Reconnaissance faciale : quel modèle de société voulons-nous ?

Le 2 février 2021

L’institut Mines-Télécom (IMT), via sa chaire « Valeurs et politiques des informations personnelles », a organisé le 13 novembre 2020 sa 20rencontre intitulée « Identité numérique, reconnaissance faciale et données biométriques ». L’occasion de dresser un premier état des lieux des controverses engendrées par cette technologie biométrique probabiliste.

Ces technologies toujours plus sophistiquées et efficaces viennent questionner les démocraties et leurs valeurs alors que le terrorisme, la criminalité mais également la crise sanitaire amènent les États à se doter de moyens de contrer les uns et de tenter d’endiguer l’autre.

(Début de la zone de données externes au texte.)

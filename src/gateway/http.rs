use std::sync::Arc;
use std::time::Duration;

use async_trait::async_trait;
use reqwest::{Client, StatusCode, Url};
use serde::de::DeserializeOwned;

use crate::config::Config;
use crate::error::AppError;
use crate::gateway::notify::HttpNotifier;
use crate::gateway::{
    GatewayError, Gateways, OrderDetail, OrderGateway, RestaurantDetail, RestaurantGateway,
    UserDetail, UserGateway,
};

/// `GET {base}/{id}` JSON lookups against one collaborating service.
#[derive(Clone)]
pub struct RestClient {
    client: Client,
    base_url: Url,
    service: &'static str,
}

impl RestClient {
    pub fn new(client: Client, base_url: &str, service: &'static str) -> Result<Self, AppError> {
        let base_url = Url::parse(base_url)
            .map_err(|err| AppError::Internal(format!("invalid {service} url {base_url}: {err}")))?;

        if base_url.cannot_be_a_base() {
            return Err(AppError::Internal(format!(
                "{service} url {base_url} cannot be used as a base"
            )));
        }

        Ok(Self {
            client,
            base_url,
            service,
        })
    }

    pub fn resource_url(&self, id: &str) -> Url {
        let mut url = self.base_url.clone();
        if let Ok(mut segments) = url.path_segments_mut() {
            segments.pop_if_empty().push(id);
        }
        url
    }

    pub async fn get_json<T: DeserializeOwned>(&self, id: &str) -> Result<T, GatewayError> {
        let response = self
            .client
            .get(self.resource_url(id))
            .send()
            .await
            .map_err(|err| GatewayError::Transport {
                service: self.service,
                message: err.to_string(),
            })?;

        match response.status() {
            status if status.is_success() => {}
            StatusCode::NOT_FOUND => {
                return Err(GatewayError::NotFound(format!("{} {id}", self.service)));
            }
            status => {
                return Err(GatewayError::Status {
                    service: self.service,
                    status: status.as_u16(),
                });
            }
        }

        response.json::<T>().await.map_err(|err| GatewayError::Decode {
            service: self.service,
            message: err.to_string(),
        })
    }
}

pub struct HttpOrderGateway {
    rest: RestClient,
}

impl HttpOrderGateway {
    pub fn new(rest: RestClient) -> Self {
        Self { rest }
    }
}

#[async_trait]
impl OrderGateway for HttpOrderGateway {
    async fn fetch_order(&self, order_id: &str) -> Result<OrderDetail, GatewayError> {
        self.rest.get_json(order_id).await
    }
}

pub struct HttpRestaurantGateway {
    rest: RestClient,
}

impl HttpRestaurantGateway {
    pub fn new(rest: RestClient) -> Self {
        Self { rest }
    }
}

#[async_trait]
impl RestaurantGateway for HttpRestaurantGateway {
    async fn fetch_restaurant(
        &self,
        restaurant_id: &str,
    ) -> Result<RestaurantDetail, GatewayError> {
        self.rest.get_json(restaurant_id).await
    }
}

pub struct HttpUserGateway {
    rest: RestClient,
}

impl HttpUserGateway {
    pub fn new(rest: RestClient) -> Self {
        Self { rest }
    }
}

#[async_trait]
impl UserGateway for HttpUserGateway {
    async fn fetch_user(&self, user_id: &str) -> Result<UserDetail, GatewayError> {
        self.rest.get_json(user_id).await
    }
}

pub fn build_client(timeout_ms: u64) -> Result<Client, AppError> {
    Client::builder()
        .timeout(Duration::from_millis(timeout_ms))
        .build()
        .map_err(|err| AppError::Internal(format!("failed to build http client: {err}")))
}

/// Wires every collaborator to its HTTP implementation.
pub fn http_gateways(config: &Config) -> Result<Gateways, AppError> {
    let client = build_client(config.gateway_timeout_ms)?;

    let orders = RestClient::new(client.clone(), &config.order_service_url, "order service")?;
    let restaurants = RestClient::new(
        client.clone(),
        &config.restaurant_service_url,
        "restaurant service",
    )?;
    let users = RestClient::new(client.clone(), &config.user_service_url, "user service")?;
    let notifier = HttpNotifier::from_config(client, config)?;

    Ok(Gateways {
        orders: Arc::new(HttpOrderGateway::new(orders)),
        restaurants: Arc::new(HttpRestaurantGateway::new(restaurants)),
        users: Arc::new(HttpUserGateway::new(users)),
        notifier: Arc::new(notifier),
    })
}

Sur un autre plan de grands groupes privés utilisent également ces technologies à des fins commerciales, par exemple, pour étudier les expressions du visage des clients qui font la queue dans un supermarché ou encore pour identifier les amis d’une personne afin de les taguer sur les réseaux sociaux.

Selon Emmanuel Netter, professeur de droit privé à l’université d’Avignon, « il convient de distinguer les dispositifs d’authentification des personnes qui sont, estime-t-il, bien encadrés par le règlement général sur la protection des données (RGPD), la Commission nationale de l’informatique et des libertés (CNIL) et les tribunaux afin de protéger la vie privée, des dispositifs d’identification, surtout utilisés par les forces de l’ordre, et qui sont, eux, beaucoup plus inquiétants ».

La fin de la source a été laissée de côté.